* [WHAT THIS TASK INVOLVES]
A single figure is wanted: the count of lines below containing the string "dependency".

** INPUT DATA follows **

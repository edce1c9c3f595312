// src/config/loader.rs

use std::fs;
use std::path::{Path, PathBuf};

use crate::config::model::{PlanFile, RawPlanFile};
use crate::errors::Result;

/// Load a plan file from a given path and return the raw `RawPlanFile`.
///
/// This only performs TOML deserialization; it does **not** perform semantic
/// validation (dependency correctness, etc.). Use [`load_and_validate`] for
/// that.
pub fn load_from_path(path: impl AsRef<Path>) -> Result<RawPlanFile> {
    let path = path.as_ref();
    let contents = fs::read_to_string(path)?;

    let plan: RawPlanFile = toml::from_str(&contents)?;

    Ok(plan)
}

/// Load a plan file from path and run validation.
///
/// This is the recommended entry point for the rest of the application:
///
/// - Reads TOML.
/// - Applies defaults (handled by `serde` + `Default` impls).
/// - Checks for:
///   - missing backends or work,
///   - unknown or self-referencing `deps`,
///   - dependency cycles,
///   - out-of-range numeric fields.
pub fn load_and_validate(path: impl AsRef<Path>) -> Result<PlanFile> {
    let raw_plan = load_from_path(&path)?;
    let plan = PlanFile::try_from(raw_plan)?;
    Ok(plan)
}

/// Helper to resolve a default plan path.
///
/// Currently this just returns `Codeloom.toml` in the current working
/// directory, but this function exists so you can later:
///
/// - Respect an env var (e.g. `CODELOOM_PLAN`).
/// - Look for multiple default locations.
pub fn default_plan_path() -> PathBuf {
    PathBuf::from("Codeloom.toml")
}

** End of INPUT DATA **
** INPUT DATA follows **

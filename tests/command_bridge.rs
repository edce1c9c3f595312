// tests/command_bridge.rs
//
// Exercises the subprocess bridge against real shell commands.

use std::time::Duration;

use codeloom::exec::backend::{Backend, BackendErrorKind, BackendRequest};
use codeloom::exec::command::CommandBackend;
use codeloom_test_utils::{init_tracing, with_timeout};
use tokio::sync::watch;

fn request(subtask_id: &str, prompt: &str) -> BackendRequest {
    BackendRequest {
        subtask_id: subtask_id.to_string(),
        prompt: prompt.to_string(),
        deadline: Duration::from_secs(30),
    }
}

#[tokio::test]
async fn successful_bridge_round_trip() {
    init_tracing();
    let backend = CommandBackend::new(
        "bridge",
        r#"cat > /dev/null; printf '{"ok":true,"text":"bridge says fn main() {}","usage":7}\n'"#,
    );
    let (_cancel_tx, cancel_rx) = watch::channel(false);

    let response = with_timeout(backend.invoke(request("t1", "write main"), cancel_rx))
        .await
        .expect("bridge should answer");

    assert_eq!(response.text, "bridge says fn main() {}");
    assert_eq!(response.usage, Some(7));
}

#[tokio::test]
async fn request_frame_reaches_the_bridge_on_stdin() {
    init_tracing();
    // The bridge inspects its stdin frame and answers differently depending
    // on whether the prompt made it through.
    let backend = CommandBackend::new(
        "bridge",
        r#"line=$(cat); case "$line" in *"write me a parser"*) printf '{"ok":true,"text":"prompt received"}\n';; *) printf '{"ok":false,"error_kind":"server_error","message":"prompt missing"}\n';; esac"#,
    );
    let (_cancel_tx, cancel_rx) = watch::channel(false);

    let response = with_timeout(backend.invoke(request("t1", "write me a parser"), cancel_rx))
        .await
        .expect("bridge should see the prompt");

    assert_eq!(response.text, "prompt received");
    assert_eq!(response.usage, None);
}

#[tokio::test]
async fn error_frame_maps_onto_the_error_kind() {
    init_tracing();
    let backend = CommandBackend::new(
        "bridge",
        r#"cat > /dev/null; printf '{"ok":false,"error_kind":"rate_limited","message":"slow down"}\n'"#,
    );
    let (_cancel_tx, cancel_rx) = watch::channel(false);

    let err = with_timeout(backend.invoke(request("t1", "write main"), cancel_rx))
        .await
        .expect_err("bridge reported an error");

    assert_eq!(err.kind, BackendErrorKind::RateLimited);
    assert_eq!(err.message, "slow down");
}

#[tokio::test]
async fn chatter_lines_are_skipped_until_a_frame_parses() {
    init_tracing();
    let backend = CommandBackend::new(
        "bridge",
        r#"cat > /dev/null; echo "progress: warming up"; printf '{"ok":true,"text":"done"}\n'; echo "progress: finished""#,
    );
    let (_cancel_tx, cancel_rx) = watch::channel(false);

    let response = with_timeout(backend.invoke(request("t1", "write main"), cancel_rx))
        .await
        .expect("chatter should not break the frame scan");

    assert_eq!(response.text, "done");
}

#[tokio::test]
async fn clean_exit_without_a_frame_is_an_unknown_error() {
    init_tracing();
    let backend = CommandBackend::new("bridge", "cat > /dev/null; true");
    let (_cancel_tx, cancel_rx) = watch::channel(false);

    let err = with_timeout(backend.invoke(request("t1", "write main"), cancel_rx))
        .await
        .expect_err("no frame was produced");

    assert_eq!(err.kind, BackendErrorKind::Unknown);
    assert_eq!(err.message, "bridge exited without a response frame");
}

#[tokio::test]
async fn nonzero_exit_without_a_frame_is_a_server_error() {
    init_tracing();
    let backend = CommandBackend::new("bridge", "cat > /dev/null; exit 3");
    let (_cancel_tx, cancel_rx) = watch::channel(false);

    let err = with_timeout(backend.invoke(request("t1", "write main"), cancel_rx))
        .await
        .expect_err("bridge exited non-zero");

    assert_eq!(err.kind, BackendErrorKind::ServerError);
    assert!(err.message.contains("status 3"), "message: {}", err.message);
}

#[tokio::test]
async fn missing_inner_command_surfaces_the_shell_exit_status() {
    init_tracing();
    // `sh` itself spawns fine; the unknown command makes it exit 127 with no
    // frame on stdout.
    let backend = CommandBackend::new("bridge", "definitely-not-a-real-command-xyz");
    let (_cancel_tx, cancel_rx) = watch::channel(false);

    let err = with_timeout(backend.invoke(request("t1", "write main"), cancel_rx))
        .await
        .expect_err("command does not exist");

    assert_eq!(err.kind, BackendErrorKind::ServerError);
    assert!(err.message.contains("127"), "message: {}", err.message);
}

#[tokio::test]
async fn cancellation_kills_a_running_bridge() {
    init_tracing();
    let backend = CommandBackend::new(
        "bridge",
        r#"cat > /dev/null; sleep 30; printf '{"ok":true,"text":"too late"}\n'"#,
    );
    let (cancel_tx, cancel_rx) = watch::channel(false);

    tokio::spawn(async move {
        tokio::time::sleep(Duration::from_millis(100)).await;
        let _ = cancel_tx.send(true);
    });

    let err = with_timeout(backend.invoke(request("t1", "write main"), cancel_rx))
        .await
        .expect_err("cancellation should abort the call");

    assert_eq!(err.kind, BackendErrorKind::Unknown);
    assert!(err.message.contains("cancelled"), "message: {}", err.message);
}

** End of INPUT DATA **

* [TASK RESULT]
2